Ocho días después la malvada Reina le dijo a su mayordomo:
-Quiero cenar al pequeño Día.
El no replicó; resuelto a engañarla como la otra vez, se fue a buscar al pequeño Día y le encontró con un pequeño florete en la mano, con el que esta­ba practicando esgrima con un gran mono: y eso que no tenía más que tres años. Se lo llevó a su mujer, que le escondió con la pequeña Aurora, y le sirvió en lugar del pequeño Día un cabritillo muy tierno, que la ogresa encontró extraordinariamente bueno.
Hasta ahora todo había ido muy bien, pero una no­che la malvada Reina le dijo al mayordomo:
-Quiero comerme a la Reina con la misma salsa que sus hijos.
Fue entonces cuando el pobre mayordomo desespe­ró de poder engañarle otra vez. La joven Reina pasa­ba ya de los veinte años, sin contar los cien que había dormido: su piel era un poco dura, aunque bella y blanca. ¿Cómo encontrar en el corral un animal tan duro? Para salvar su vida tomó la resolución de cor­tarle el cuello a la Reina; así es que subió a su estan­cia, con intención de terminar de una vez; se puso todo furioso y entró con el puñal en la mano en la estancia de la joven Reina. Sin embargo no quiso sorprenderla y la comunicó con mucho respeto la or­den que había recibido de la Reina Madre.
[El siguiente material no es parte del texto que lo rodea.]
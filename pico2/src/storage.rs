//! Credential blob in the last sector of on-board flash.

use defmt::{info, warn};
use embassy_rp::Peri;
use embassy_rp::flash::{Blocking, ERASE_SIZE, Flash};
use embassy_rp::peripherals::FLASH;
use solar_dash_pico2::credentials::{BLOB_LEN, Credentials, CredentialsError};

/// Pico 2 W: 4 MiB QSPI flash.
pub const FLASH_SIZE: usize = 4 * 1024 * 1024;

/// Offset of the credentials sector, relative to the start of flash.
const BLOB_OFFSET: u32 = (FLASH_SIZE - ERASE_SIZE) as u32;

const _: () = assert!(BLOB_LEN == ERASE_SIZE);

pub struct CredentialStore<'d> {
    flash: Flash<'d, FLASH, Blocking, FLASH_SIZE>,
}

impl<'d> CredentialStore<'d> {
    pub fn new(flash: Peri<'d, FLASH>) -> Self { Self { flash: Flash::new_blocking(flash) } }

    pub fn load(&mut self) -> Result<Credentials, CredentialsError> {
        let mut blob = [0u8; BLOB_LEN];
        if let Err(e) = self.flash.blocking_read(BLOB_OFFSET, &mut blob) {
            warn!("Credentials read failed: {}", e);
            return Err(CredentialsError::Missing);
        }
        Credentials::from_blob(&blob)
    }

    /// Factory reset: erase the sector so the next boot finds no credentials.
    pub fn wipe(&mut self) {
        match self.flash.blocking_erase(BLOB_OFFSET, BLOB_OFFSET + ERASE_SIZE as u32) {
            Ok(()) => info!("Credentials erased"),
            Err(e) => warn!("Credentials erase failed: {}", e),
        }
    }
}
-¡Hacedlo, hacedlo! -dijo ella presentándole el cuello, ¡ejecutad la orden que se os ha dado, volve­ré a ver a mis hijos, a mis pobres hijos, a quienes tanto he querido (ella los creía muertos desde que se los habían quitado sin decirle nada).
-No, no, señora -le respondió el pobre mayordo­mo completamente enternecido, no moriréis y no dejaréis de ir a ver a vuestros queridos hijos, pero será en mi casa, donde los he escondido, y engañaré de nuevo a la Reina, dándole de comer una joven cierva en vuestro lugar.
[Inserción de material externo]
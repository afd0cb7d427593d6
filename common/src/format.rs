//! Value stringification for the gauges.
//!
//! Every gauge value fits in four characters. The truncating formatter is
//! the one place that decides how a float becomes those four characters.

use core::fmt::{self, Write};

use heapless::String;

/// Text produced for one value. Longer than any rendered string; anything
/// beyond the capacity is dropped.
pub type ValueText = String<24>;

/// Characters kept by [`truncated`].
pub const VALUE_WIDTH: usize = 4;

/// Magnitudes from here up are written in exponent form.
const EXPONENT_ABOVE: f64 = 1e16;

/// Nonzero magnitudes below this are written in exponent form.
const EXPONENT_BELOW: f64 = 1e-4;

/// Writer that keeps the leading characters that fit into a [`ValueText`].
#[derive(Default)]
struct Clipped {
    text: ValueText,
    clipped: bool,
}

impl Write for Clipped {
    fn write_str(
        &mut self,
        s: &str,
    ) -> fmt::Result {
        for ch in s.chars() {
            if self.text.push(ch).is_err() {
                self.clipped = true;
                break;
            }
        }
        Ok(())
    }
}

fn clipped(args: fmt::Arguments<'_>) -> Clipped {
    let mut out = Clipped::default();
    out.write_fmt(args).ok();
    out
}

/// Exponent form with a signed, zero padded exponent (`1e+16`, `1.5e-05`).
fn exponent(value: f64) -> ValueText {
    let lower = clipped(format_args!("{value:e}")).text;
    let Some((mantissa, exp)) = lower.split_once('e') else {
        return lower;
    };
    let (sign, digits) = exp.strip_prefix('-').map_or(('+', exp), |digits| ('-', digits));
    clipped(format_args!("{mantissa}e{sign}{digits:0>2}")).text
}

/// Shortest round-trip form of `value`, with `.0` appended to integral
/// values (`5.0`, `1234.5`, `-0.25`). Very large and very small magnitudes
/// use exponent form (`1e+16`, `1.5e-05`).
pub fn decimal(value: f64) -> ValueText {
    let magnitude = if value < 0.0 { -value } else { value };
    if value.is_finite() && (magnitude >= EXPONENT_ABOVE || (magnitude != 0.0 && magnitude < EXPONENT_BELOW)) {
        return exponent(value);
    }

    let mut out = clipped(format_args!("{value}"));
    if value.is_finite() && !out.clipped && !out.text.contains('.') {
        out.text.push_str(".0").ok();
    }
    out.text
}

/// Decimal form cut to [`VALUE_WIDTH`] characters: 1234.5 → `1234`,
/// 1.2345 → `1.23`, 5.0 → `5.0`.
pub fn truncated(value: f64) -> ValueText {
    let mut text = decimal(value);
    let cut = text.char_indices().nth(VALUE_WIDTH).map_or(text.len(), |(index, _)| index);
    text.truncate(cut);
    text
}

/// Rounded to zero decimals (`{:.0}`, ties to even).
pub fn rounded(value: f64) -> ValueText { clipped(format_args!("{value:.0}")).text }

/// Digits before the decimal point. Truncates toward zero and keeps the sign
/// (`-0.5` → `-0`).
pub fn integer_part(value: f64) -> ValueText {
    let mut text = clipped(format_args!("{value}")).text;
    if let Some(dot) = text.find('.') {
        text.truncate(dot);
    }
    text
}

/// Two decimals followed by `suffix` (`23.47p`).
pub fn fixed2(
    value: f64,
    suffix: &str,
) -> ValueText {
    clipped(format_args!("{value:.2}{suffix}")).text
}
//! Widget layout: the declarative screen table and the engine that turns a
//! validated reading into draw commands.

mod command;
mod engine;
pub mod spec;

pub use command::{Align, CommandSink, DrawCommand, Icon, LABEL_LEN, Label, TextSize};
pub use engine::{
    GaugeView, LayoutIssue, LayoutReport, Trend, battery_trend, draw_arc, render_full, render_presence,
    resolve_gauge, resolve_rate,
};
pub use spec::{DASHBOARD, DashboardLayout};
La condujo enseguida a su habitación, donde la dejó abrazar a sus hijos y llorar con ellos, y fue a aderezar una cierva, que comió la Reina a la cena, con el, mismo apetito que si hubiera sido la joven Reina. Estaba muy contenta de su crueldad y se dis­ponía a decir al Rey a su regreso, que los lobos ra­biosos se habían comido a la Reina su mujer y a sus dos hijos.
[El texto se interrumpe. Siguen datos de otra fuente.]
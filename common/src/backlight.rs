//! Day/night backlight schedule.
//!
//! The schedule is driven by the telemetry timestamp rather than a local
//! clock. It flips only when the hour string equals one of the two configured
//! hours exactly, so a reading that skips the hour (a long outage) keeps the
//! current state until the next matching one.

use core::fmt;

use heapless::String;

use crate::{config::DashboardConfig, reading::Timestamp};

#[derive(Clone, Copy, Debug, PartialEq, Eq)]
#[cfg_attr(feature = "defmt", derive(defmt::Format))]
pub enum BacklightState {
    On,
    Off,
}

impl BacklightState {
    pub const fn is_on(self) -> bool { matches!(self, Self::On) }

    pub const fn from_on(on: bool) -> Self { if on { Self::On } else { Self::Off } }
}

impl fmt::Display for BacklightState {
    fn fmt(
        &self,
        f: &mut fmt::Formatter<'_>,
    ) -> fmt::Result {
        f.write_str(if self.is_on() { "on" } else { "off" })
    }
}

/// Zero-padded two digit hour, as it appears after the `T`.
fn hour_code(hour: u8) -> String<2> {
    let mut code = String::new();
    code.push(char::from(b'0' + hour / 10 % 10)).ok();
    code.push(char::from(b'0' + hour % 10)).ok();
    code
}

#[derive(Clone, Debug, PartialEq, Eq)]
pub struct BacklightScheduler {
    state: BacklightState,
    off_at: String<2>,
    on_at: String<2>,
}

impl BacklightScheduler {
    /// Starts `On`.
    pub fn new(config: &DashboardConfig) -> Self {
        Self {
            state: BacklightState::On,
            off_at: hour_code(config.night_start_hour),
            on_at: hour_code(config.night_end_hour),
        }
    }

    pub fn state(&self) -> BacklightState { self.state }

    /// Feed the timestamp of a fetched reading. Returns the new state when it
    /// changed.
    pub fn observe(
        &mut self,
        timestamp: &Timestamp,
    ) -> Option<BacklightState> {
        let hour = timestamp.hour()?;
        let next = match self.state {
            BacklightState::Off if hour == self.on_at.as_str() => BacklightState::On,
            BacklightState::On if hour == self.off_at.as_str() => BacklightState::Off,
            _ => return None,
        };
        self.state = next;
        Some(next)
    }
}

impl Default for BacklightScheduler {
    fn default() -> Self { Self::new(&DashboardConfig::DEFAULT) }
}

#[cfg(test)]
mod tests {
    use super::*;

    fn at(hour: &str) -> Timestamp {
        let mut text: heapless::String<32> = heapless::String::try_from("2024-06-01T").unwrap();
        text.push_str(hour).unwrap();
        text.push_str(":15:00").unwrap();
        Timestamp::new(&text)
    }

    #[test]
    fn test_hour_code_zero_padded() {
        assert_eq!(hour_code(5).as_str(), "05");
        assert_eq!(hour_code(23).as_str(), "23");
        assert_eq!(hour_code(0).as_str(), "00");
    }

    #[test]
    fn test_starts_on() {
        assert_eq!(BacklightScheduler::default().state(), BacklightState::On);
    }

    #[test]
    fn test_night_cycle() {
        let mut scheduler = BacklightScheduler::default();
        assert_eq!(scheduler.observe(&at("22")), None);
        assert_eq!(scheduler.observe(&at("23")), Some(BacklightState::Off));
        assert_eq!(scheduler.observe(&at("23")), None, "already off");
        assert_eq!(scheduler.observe(&at("03")), None);
        assert_eq!(scheduler.observe(&at("05")), Some(BacklightState::On));
        assert_eq!(scheduler.state(), BacklightState::On);
    }

    #[test]
    fn test_equality_not_range() {
        let mut scheduler = BacklightScheduler::default();
        // Past the start hour without ever seeing it
        assert_eq!(scheduler.observe(&at("00")), None);
        assert_eq!(scheduler.state(), BacklightState::On);
        assert_eq!(scheduler.observe(&at("5")), None, "single digit hour never matches");
    }

    #[test]
    fn test_unusable_timestamp_keeps_state() {
        let mut scheduler = BacklightScheduler::default();
        assert_eq!(scheduler.observe(&Timestamp::default()), None);
        assert_eq!(scheduler.observe(&Timestamp::new("2024-06-01")), None);
        assert_eq!(scheduler.state(), BacklightState::On);
    }

    #[test]
    fn test_custom_hours() {
        let config = DashboardConfig { night_start_hour: 21, night_end_hour: 7, ..DashboardConfig::DEFAULT };
        let mut scheduler = BacklightScheduler::new(&config);
        assert_eq!(scheduler.observe(&at("23")), None);
        assert_eq!(scheduler.observe(&at("21")), Some(BacklightState::Off));
        assert_eq!(scheduler.observe(&at("07")), Some(BacklightState::On));
    }
}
Una noche que vagaba según su costumbre por los patios y corrales del castillo para olfatear carne fres­ca, oyó en una sala llorar al pequeño Día, porque la Reina, su madre, quería hacerle azotar, por haber sido malo. Y oyó, también, a la pequeña Aurora que pedía perdón por su hermano. La Ogresa conoció la voz de la Reina y de sus hijos, y furiosa por haber sido engañada, encargó a la mañana siguiente, con una voz espantosa, que hacía temblar a todo el mun­do, que llevaran en medio del patio una gran cuba, que hizo llenar de sapos, víboras, culebras y serpien­tes, para echar viva a la Reina y a sus dos hijos, al Mayordomo, a su mujer y a su sirvienta: había dado la orden de llevarlos con las manos atadas a la es­palda.
Estaban allí, y los verdugos se disponían a tirarlos a la cuba, cuando el Rey, a quien no esperaban tan pronto, entró en el patio a caballo; había venido por la posta, y preguntó muy extrañado lo que significaba aquel horrible espectáculo; nadie se atrevía a decír­selo, cuando la Ogresa, rabiosa de ver lo que veía, se tiró ella misma de cabeza a la cuba, y fue devo­rada en un instante por los repugnantes bichos que había mandado poner. El Rey no dejó de sentirlo; al fin y al cabo, era su madre; pero pronto se conso­ló con su bella esposa y sus hijos.

MORALEJA

Es cosa natural esperar algún tiempo para tener esposo rico, guapo, galante y cariñoso, pero esperarlo cien años y, además, durmiendo, es muy difícil en­contrar una mujer que pueda hacerlo tranquilamente.
La Fábula parece, además, querernos hacer com­prender que a menudo, los lazos de Himeneo no son menos dichosos porque se difieran, y que nada se pierde con esperar; pero el sexo femenino con tanto ardor aspira a la promesa conyugal que no tengo la fuerza ni el valor de predicarle esta moraleja.

1.026. Perrault (Charles) - 074

[1] Agua medicinal hecha con vino y flor de romero.
[2] La salsa Robert está hecha con cebolla, sal, pimienta, vi­nagre y mostaza.